Stored items
--------------------------------

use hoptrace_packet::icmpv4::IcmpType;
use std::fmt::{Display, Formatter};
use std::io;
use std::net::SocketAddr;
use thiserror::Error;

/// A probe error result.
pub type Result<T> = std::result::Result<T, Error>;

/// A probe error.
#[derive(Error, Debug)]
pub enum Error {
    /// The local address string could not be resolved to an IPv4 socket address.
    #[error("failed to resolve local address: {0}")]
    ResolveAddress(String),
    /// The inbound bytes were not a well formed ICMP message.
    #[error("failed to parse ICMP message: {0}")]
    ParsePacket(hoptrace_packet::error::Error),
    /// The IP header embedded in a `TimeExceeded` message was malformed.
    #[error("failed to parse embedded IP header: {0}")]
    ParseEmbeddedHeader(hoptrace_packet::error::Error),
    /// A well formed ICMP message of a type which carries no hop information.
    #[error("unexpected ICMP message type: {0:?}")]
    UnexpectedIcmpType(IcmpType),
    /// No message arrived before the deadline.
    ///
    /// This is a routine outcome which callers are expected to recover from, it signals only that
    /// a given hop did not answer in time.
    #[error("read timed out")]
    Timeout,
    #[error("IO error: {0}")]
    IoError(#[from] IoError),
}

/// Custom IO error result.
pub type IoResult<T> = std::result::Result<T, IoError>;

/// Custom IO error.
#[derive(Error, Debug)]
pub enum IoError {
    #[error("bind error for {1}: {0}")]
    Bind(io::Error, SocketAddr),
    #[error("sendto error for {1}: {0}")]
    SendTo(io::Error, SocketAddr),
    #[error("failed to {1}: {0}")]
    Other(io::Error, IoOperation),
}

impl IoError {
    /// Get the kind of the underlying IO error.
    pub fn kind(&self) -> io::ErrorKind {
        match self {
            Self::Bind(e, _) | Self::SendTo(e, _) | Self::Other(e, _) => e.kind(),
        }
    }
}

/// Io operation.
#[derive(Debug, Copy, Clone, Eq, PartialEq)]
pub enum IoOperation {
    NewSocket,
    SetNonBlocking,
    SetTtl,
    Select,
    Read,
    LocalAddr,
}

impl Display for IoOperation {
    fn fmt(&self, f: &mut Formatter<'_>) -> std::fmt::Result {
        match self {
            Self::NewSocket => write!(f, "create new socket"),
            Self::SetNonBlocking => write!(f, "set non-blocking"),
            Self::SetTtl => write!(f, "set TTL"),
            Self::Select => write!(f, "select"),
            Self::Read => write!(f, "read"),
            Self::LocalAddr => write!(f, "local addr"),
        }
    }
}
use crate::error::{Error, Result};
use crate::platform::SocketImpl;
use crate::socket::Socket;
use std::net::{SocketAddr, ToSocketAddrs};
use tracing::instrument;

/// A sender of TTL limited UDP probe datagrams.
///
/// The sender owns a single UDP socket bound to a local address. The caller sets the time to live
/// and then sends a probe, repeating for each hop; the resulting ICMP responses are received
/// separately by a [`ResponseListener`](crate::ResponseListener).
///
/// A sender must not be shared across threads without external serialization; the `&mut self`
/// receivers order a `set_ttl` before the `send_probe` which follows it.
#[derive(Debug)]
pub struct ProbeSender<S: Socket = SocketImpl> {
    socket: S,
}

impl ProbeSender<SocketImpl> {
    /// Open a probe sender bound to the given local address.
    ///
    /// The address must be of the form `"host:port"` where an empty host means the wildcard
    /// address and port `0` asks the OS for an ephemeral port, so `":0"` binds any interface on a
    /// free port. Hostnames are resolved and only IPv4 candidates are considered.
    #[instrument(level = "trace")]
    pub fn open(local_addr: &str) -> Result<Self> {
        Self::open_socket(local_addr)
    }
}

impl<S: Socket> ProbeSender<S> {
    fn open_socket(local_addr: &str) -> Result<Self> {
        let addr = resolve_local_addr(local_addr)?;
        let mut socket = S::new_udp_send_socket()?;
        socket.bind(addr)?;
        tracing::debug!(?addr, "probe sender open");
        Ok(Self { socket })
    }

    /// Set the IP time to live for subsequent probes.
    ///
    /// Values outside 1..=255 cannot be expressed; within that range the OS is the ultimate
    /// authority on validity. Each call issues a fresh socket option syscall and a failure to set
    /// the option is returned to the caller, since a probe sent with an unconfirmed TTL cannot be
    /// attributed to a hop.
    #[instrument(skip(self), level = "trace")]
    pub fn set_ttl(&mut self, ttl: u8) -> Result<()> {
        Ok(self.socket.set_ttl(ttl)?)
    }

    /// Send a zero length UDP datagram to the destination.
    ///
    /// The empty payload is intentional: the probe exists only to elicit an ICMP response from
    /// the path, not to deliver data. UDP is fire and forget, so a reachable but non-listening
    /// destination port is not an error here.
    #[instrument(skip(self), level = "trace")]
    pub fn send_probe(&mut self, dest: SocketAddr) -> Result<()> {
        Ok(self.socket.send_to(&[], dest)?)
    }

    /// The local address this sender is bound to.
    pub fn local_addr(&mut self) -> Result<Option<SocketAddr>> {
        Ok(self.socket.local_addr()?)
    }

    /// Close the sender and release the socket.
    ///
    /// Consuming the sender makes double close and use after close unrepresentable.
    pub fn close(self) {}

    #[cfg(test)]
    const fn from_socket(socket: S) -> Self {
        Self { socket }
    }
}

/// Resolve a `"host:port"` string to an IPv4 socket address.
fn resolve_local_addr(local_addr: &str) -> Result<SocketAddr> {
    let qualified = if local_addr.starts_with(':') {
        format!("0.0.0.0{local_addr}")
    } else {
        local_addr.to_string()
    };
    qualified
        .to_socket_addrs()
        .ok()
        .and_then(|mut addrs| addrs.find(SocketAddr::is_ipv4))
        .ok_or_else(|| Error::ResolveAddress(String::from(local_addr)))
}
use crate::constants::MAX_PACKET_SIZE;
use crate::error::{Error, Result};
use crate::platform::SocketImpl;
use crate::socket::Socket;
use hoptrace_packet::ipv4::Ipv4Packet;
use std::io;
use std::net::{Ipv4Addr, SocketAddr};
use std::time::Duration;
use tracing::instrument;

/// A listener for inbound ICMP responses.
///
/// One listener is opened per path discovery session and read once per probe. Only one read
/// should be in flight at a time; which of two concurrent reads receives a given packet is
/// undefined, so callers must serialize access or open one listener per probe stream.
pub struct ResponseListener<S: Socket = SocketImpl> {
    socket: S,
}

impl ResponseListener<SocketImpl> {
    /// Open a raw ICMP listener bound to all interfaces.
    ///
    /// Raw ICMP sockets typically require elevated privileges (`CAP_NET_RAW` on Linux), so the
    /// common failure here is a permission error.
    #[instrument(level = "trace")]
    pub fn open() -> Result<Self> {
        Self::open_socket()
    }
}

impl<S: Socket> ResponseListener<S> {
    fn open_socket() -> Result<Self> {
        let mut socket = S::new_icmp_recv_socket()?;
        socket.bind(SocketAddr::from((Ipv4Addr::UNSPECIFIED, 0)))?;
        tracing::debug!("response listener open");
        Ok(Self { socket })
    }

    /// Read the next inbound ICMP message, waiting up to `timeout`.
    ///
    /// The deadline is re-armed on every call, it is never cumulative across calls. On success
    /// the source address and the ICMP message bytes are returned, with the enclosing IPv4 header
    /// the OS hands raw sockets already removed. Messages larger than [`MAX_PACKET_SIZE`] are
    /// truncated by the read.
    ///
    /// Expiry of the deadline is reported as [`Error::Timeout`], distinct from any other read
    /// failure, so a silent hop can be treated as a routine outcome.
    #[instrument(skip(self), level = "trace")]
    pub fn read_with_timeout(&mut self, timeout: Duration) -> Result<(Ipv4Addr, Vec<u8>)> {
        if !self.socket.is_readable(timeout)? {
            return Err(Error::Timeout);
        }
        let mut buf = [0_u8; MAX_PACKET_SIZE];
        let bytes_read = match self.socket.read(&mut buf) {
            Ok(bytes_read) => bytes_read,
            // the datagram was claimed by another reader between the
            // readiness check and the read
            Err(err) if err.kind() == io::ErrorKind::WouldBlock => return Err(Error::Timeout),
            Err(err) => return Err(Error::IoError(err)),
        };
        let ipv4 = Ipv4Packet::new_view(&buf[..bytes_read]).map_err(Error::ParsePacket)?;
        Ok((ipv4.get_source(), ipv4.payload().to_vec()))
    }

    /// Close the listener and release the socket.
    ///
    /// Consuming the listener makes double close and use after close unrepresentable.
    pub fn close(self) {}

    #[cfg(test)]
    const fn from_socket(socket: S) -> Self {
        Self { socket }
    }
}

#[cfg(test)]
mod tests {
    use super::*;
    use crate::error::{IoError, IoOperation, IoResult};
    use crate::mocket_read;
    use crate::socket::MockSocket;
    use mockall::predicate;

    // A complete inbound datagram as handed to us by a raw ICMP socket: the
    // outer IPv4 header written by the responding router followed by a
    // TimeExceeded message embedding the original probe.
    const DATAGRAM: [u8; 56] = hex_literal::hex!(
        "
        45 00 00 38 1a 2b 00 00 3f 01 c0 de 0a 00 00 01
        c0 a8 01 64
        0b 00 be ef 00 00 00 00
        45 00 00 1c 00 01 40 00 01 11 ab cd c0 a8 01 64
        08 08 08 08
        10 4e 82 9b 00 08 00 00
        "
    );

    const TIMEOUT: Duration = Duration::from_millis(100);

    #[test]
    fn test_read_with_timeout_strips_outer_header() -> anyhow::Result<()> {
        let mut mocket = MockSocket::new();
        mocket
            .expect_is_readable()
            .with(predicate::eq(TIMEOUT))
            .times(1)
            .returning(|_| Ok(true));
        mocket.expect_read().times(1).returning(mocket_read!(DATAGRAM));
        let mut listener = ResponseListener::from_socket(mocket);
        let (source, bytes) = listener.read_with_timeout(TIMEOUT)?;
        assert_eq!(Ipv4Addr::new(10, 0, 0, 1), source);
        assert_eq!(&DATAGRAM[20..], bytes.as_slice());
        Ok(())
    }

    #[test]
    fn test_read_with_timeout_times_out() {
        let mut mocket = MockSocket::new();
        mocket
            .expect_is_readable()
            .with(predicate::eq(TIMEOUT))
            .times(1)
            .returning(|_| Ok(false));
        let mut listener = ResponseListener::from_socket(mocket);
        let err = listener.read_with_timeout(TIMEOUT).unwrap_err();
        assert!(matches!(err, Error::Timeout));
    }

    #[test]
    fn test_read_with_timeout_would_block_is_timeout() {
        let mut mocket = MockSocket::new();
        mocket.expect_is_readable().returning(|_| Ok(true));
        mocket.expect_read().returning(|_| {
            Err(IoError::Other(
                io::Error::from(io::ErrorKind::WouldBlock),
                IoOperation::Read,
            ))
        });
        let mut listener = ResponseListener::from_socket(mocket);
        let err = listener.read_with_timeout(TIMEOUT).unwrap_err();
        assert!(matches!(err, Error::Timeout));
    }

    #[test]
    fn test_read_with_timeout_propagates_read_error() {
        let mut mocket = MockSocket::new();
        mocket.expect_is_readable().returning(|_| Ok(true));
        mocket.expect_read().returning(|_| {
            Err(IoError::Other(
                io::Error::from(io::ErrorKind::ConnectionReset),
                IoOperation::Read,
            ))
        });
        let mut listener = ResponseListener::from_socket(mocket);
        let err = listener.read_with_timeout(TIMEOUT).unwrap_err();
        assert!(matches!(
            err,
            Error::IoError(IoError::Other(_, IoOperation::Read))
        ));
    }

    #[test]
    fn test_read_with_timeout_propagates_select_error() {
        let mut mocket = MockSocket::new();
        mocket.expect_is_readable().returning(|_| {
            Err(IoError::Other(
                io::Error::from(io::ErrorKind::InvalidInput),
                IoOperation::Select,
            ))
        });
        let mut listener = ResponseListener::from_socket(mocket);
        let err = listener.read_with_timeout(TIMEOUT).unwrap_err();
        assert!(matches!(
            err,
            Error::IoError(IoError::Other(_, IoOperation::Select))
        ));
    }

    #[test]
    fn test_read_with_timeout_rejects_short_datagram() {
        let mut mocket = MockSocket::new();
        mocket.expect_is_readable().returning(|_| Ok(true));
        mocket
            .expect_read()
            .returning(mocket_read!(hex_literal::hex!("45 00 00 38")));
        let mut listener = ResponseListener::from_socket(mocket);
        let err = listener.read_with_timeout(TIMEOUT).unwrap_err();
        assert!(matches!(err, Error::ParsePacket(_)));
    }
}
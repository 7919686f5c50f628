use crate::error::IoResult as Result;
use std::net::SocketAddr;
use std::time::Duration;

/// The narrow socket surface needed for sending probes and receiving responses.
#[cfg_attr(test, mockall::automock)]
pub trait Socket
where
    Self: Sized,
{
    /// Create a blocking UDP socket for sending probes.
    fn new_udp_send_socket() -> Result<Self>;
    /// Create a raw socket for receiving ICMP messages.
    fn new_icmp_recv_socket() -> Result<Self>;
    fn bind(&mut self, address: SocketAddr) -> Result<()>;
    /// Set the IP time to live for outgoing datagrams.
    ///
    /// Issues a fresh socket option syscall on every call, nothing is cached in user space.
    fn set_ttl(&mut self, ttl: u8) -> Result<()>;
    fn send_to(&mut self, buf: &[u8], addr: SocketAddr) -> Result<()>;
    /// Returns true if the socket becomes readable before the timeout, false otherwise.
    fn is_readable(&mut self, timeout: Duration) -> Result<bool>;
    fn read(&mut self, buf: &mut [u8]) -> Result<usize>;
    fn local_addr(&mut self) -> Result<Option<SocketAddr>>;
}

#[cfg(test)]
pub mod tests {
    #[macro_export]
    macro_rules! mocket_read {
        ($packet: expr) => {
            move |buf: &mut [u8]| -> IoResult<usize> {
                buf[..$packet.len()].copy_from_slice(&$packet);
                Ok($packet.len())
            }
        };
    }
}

--------------------------------

Scan the data above for the string "Display". Copy every line in which it appears.

### RESULT BELOW:
use std::fmt::{Display, Formatter};
impl Display for IoOperation {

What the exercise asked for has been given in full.